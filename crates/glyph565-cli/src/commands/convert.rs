//! Convert command implementation
//!
//! Decodes each spritesheet, tiles it into a glyph atlas and writes the raw
//! file. Every job is decoded and tiled before the first file is written, so
//! a missing, undecodable or mis-sized sheet never leaves a half-converted
//! set behind.

use anyhow::{Context, Result};
use colored::Colorize;
use std::process::ExitCode;

use glyph565_core::preview::{write_preview, PngConfig};
use glyph565_core::raw::{hash_atlas, write_atlas};
use glyph565_core::{
    tile, AtlasError, BitmapDecoder, BmpDecoder, BmpLayout, GlyphAtlas, NativeDecoder,
};

use super::json_output::{AtlasRecord, ConvertOutput, JsonError};
use crate::jobs::AtlasJob;

/// Options shared by every job in a run.
#[derive(Debug, Clone, Default)]
pub struct ConvertOptions {
    /// Read pre-converted RGB565 BMPs with this layout instead of decoding natively.
    pub bmp_layout: Option<BmpLayout>,
    /// Also write a PNG preview next to each atlas.
    pub preview: bool,
    /// Output machine-readable JSON instead of colored text.
    pub json: bool,
    /// Lines printed when an input is missing.
    pub remediation: Vec<String>,
}

impl ConvertOptions {
    fn decoder(&self) -> Box<dyn BitmapDecoder> {
        match self.bmp_layout {
            Some(layout) => Box::new(BmpDecoder::new(layout)),
            None => Box::new(NativeDecoder),
        }
    }
}

/// Run the convert command
///
/// # Returns
/// Exit code: 0 if every atlas was written, 1 if an input is missing or a
/// sheet fails to convert
pub fn run(jobs: &[AtlasJob], options: &ConvertOptions) -> Result<ExitCode> {
    if let Some(missing) = jobs.iter().find(|job| !job.input.exists()) {
        let err = AtlasError::MissingInput(missing.input.clone());
        report_missing(&err, missing, options)?;
        return Ok(ExitCode::from(1));
    }

    let decoder = options.decoder();
    let mut atlases = Vec::with_capacity(jobs.len());

    for job in jobs {
        if !options.json {
            println!(
                "{} {} ({})",
                "Converting".cyan().bold(),
                job.input.display(),
                job.grid
            );
        }

        match build_atlas(job, decoder.as_ref()) {
            Ok(atlas) => atlases.push(atlas),
            Err(err) => return report_failure(err, job, Vec::new(), options),
        }
    }

    let mut records = Vec::with_capacity(jobs.len());
    for (job, atlas) in jobs.iter().zip(&atlases) {
        match write_job(job, atlas, options.preview) {
            Ok(record) => {
                if !options.json {
                    println!(
                        "  {} wrote {} ({} glyphs, {} bytes, blake3 {})",
                        "ok".green(),
                        record.output,
                        record.glyphs,
                        record.bytes,
                        &record.blake3[..16]
                    );
                    if let Some(preview) = &record.preview {
                        println!("  {} preview {}", "ok".green(), preview);
                    }
                }
                records.push(record);
            }
            Err(err) => return report_failure(err, job, records, options),
        }
    }

    if options.json {
        print_json(&ConvertOutput::success(records))?;
    } else {
        println!(
            "{} {} atlas{} written",
            "SUCCESS".green().bold(),
            records.len(),
            if records.len() == 1 { "" } else { "es" }
        );
    }

    Ok(ExitCode::SUCCESS)
}

/// Decode, tile and persist a single job.
pub fn convert_job(
    job: &AtlasJob,
    decoder: &dyn BitmapDecoder,
    preview: bool,
) -> Result<AtlasRecord, AtlasError> {
    let atlas = build_atlas(job, decoder)?;
    write_job(job, &atlas, preview)
}

/// Decode and tile a job without touching the filesystem beyond its input.
pub fn build_atlas(
    job: &AtlasJob,
    decoder: &dyn BitmapDecoder,
) -> Result<GlyphAtlas, AtlasError> {
    let bitmap = decoder.decode(&job.input)?;
    tile(&bitmap, &job.grid)
}

/// Persist a tiled atlas and, optionally, its preview.
pub fn write_job(
    job: &AtlasJob,
    atlas: &GlyphAtlas,
    preview: bool,
) -> Result<AtlasRecord, AtlasError> {
    write_atlas(atlas, &job.output)?;

    let preview = if preview {
        let path = job.preview_path();
        write_preview(atlas, &path, &PngConfig::default())?;
        Some(path.display().to_string())
    } else {
        None
    };

    Ok(AtlasRecord {
        input: job.input.display().to_string(),
        output: job.output.display().to_string(),
        grid: job.grid,
        glyphs: atlas.glyph_count(),
        bytes: atlas.len(),
        blake3: hash_atlas(atlas),
        preview,
    })
}

fn report_failure(
    err: AtlasError,
    job: &AtlasJob,
    records: Vec<AtlasRecord>,
    options: &ConvertOptions,
) -> Result<ExitCode> {
    match err {
        AtlasError::MissingInput(_) => {
            // removed between the up-front check and decoding
            report_missing(&err, job, options)?;
            Ok(ExitCode::from(1))
        }
        _ if options.json => {
            let error = JsonError::from_atlas_error(&err, Some(job.input.display().to_string()));
            print_json(&ConvertOutput::failure(records, error))?;
            Ok(ExitCode::from(1))
        }
        _ => Err(err).with_context(|| format!("converting {}", job.input.display())),
    }
}

fn report_missing(err: &AtlasError, job: &AtlasJob, options: &ConvertOptions) -> Result<()> {
    if options.json {
        let mut error = JsonError::from_atlas_error(err, Some(job.input.display().to_string()));
        if !options.remediation.is_empty() {
            error = error.with_suggestion(options.remediation.join(" "));
        }
        print_json(&ConvertOutput::failure(Vec::new(), error))?;
    } else if options.remediation.is_empty() {
        println!("ERROR: input file not found: {}", job.input.display());
    } else {
        for line in &options.remediation {
            println!("{}", line);
        }
    }
    Ok(())
}

fn print_json(output: &ConvertOutput) -> Result<()> {
    let json = serde_json::to_string_pretty(output).context("Failed to serialize JSON output")?;
    println!("{}", json);
    Ok(())
}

WORK INSTRUCTION. Your job is to give the listing again exactly as it was written.

RESULT BELOW.
filename crates/glyph565-cli/src/commands/convert.rs
//! Convert command implementation
//!
//! Decodes each spritesheet, tiles it into a glyph atlas and writes the raw
//! file. Every job is decoded and tiled before the first file is written, so
//! a missing, undecodable or mis-sized sheet never leaves a half-converted
//! set behind.

use anyhow::{Context, Result};
use colored::Colorize;
use std::process::ExitCode;

use glyph565_core::preview::{write_preview, PngConfig};
use glyph565_core::raw::{hash_atlas, write_atlas};
use glyph565_core::{
    tile, AtlasError, BitmapDecoder, BmpDecoder, BmpLayout, GlyphAtlas, NativeDecoder,
};

use super::json_output::{AtlasRecord, ConvertOutput, JsonError};
use crate::jobs::AtlasJob;

/// Options shared by every job in a run.
#[derive(Debug, Clone, Default)]
pub struct ConvertOptions {
    /// Read pre-converted RGB565 BMPs with this layout instead of decoding natively.
    pub bmp_layout: Option<BmpLayout>,
    /// Also write a PNG preview next to each atlas.
    pub preview: bool,
    /// Output machine-readable JSON instead of colored text.
    pub json: bool,
    /// Lines printed when an input is missing.
    pub remediation: Vec<String>,
}

impl ConvertOptions {
    fn decoder(&self) -> Box<dyn BitmapDecoder> {
        match self.bmp_layout {
            Some(layout) => Box::new(BmpDecoder::new(layout)),
            None => Box::new(NativeDecoder),
        }
    }
}

/// Run the convert command
///
/// # Returns
/// Exit code: 0 if every atlas was written, 1 if an input is missing or a
/// sheet fails to convert
pub fn run(jobs: &[AtlasJob], options: &ConvertOptions) -> Result<ExitCode> {
    if let Some(missing) = jobs.iter().find(|job| !job.input.exists()) {
        let err = AtlasError::MissingInput(missing.input.clone());
        report_missing(&err, missing, options)?;
        return Ok(ExitCode::from(1));
    }

    let decoder = options.decoder();
    let mut atlases = Vec::with_capacity(jobs.len());

    for job in jobs {
        if !options.json {
            println!(
                "{} {} ({})",
                "Converting".cyan().bold(),
                job.input.display(),
                job.grid
            );
        }

        match build_atlas(job, decoder.as_ref()) {
            Ok(atlas) => atlases.push(atlas),
            Err(err) => return report_failure(err, job, Vec::new(), options),
        }
    }

    let mut records = Vec::with_capacity(jobs.len());
    for (job, atlas) in jobs.iter().zip(&atlases) {
        match write_job(job, atlas, options.preview) {
            Ok(record) => {
                if !options.json {
                    println!(
                        "  {} wrote {} ({} glyphs, {} bytes, blake3 {})",
                        "ok".green(),
                        record.output,
                        record.glyphs,
                        record.bytes,
                        &record.blake3[..16]
                    );
                    if let Some(preview) = &record.preview {
                        println!("  {} preview {}", "ok".green(), preview);
                    }
                }
                records.push(record);
            }
            Err(err) => return report_failure(err, job, records, options),
        }
    }

    if options.json {
        print_json(&ConvertOutput::success(records))?;
    } else {
        println!(
            "{} {} atlas{} written",
            "SUCCESS".green().bold(),
            records.len(),
            if records.len() == 1 { "" } else { "es" }
        );
    }

    Ok(ExitCode::SUCCESS)
}

/// Decode, tile and persist a single job.
pub fn convert_job(
    job: &AtlasJob,
    decoder: &dyn BitmapDecoder,
    preview: bool,
) -> Result<AtlasRecord, AtlasError> {
    let atlas = build_atlas(job, decoder)?;
    write_job(job, &atlas, preview)
}

/// Decode and tile a job without touching the filesystem beyond its input.
pub fn build_atlas(
    job: &AtlasJob,
    decoder: &dyn BitmapDecoder,
) -> Result<GlyphAtlas, AtlasError> {
    let bitmap = decoder.decode(&job.input)?;
    tile(&bitmap, &job.grid)
}

/// Persist a tiled atlas and, optionally, its preview.
pub fn write_job(
    job: &AtlasJob,
    atlas: &GlyphAtlas,
    preview: bool,
) -> Result<AtlasRecord, AtlasError> {
    write_atlas(atlas, &job.output)?;

    let preview = if preview {
        let path = job.preview_path();
        write_preview(atlas, &path, &PngConfig::default())?;
        Some(path.display().to_string())
    } else {
        None
    };

    Ok(AtlasRecord {
        input: job.input.display().to_string(),
        output: job.output.display().to_string(),
        grid: job.grid,
        glyphs: atlas.glyph_count(),
        bytes: atlas.len(),
        blake3: hash_atlas(atlas),
        preview,
    })
}

fn report_failure(
    err: AtlasError,
    job: &AtlasJob,
    records: Vec<AtlasRecord>,
    options: &ConvertOptions,
) -> Result<ExitCode> {
    match err {
        AtlasError::MissingInput(_) => {
            // removed between the up-front check and decoding
            report_missing(&err, job, options)?;
            Ok(ExitCode::from(1))
        }
        _ if options.json => {
            let error = JsonError::from_atlas_error(&err, Some(job.input.display().to_string()));
            print_json(&ConvertOutput::failure(records, error))?;
            Ok(ExitCode::from(1))
        }
        _ => Err(err).with_context(|| format!("converting {}", job.input.display())),
    }
}

fn report_missing(err: &AtlasError, job: &AtlasJob, options: &ConvertOptions) -> Result<()> {
    if options.json {
        let mut error = JsonError::from_atlas_error(err, Some(job.input.display().to_string()));
        if !options.remediation.is_empty() {
            error = error.with_suggestion(options.remediation.join(" "));
        }
        print_json(&ConvertOutput::failure(Vec::new(), error))?;
    } else if options.remediation.is_empty() {
        println!("ERROR: input file not found: {}", job.input.display());
    } else {
        for line in &options.remediation {
            println!("{}", line);
        }
    }
    Ok(())
}

fn print_json(output: &ConvertOutput) -> Result<()> {
    let json = serde_json::to_string_pretty(output).context("Failed to serialize JSON output")?;
    println!("{}", json);
    Ok(())
}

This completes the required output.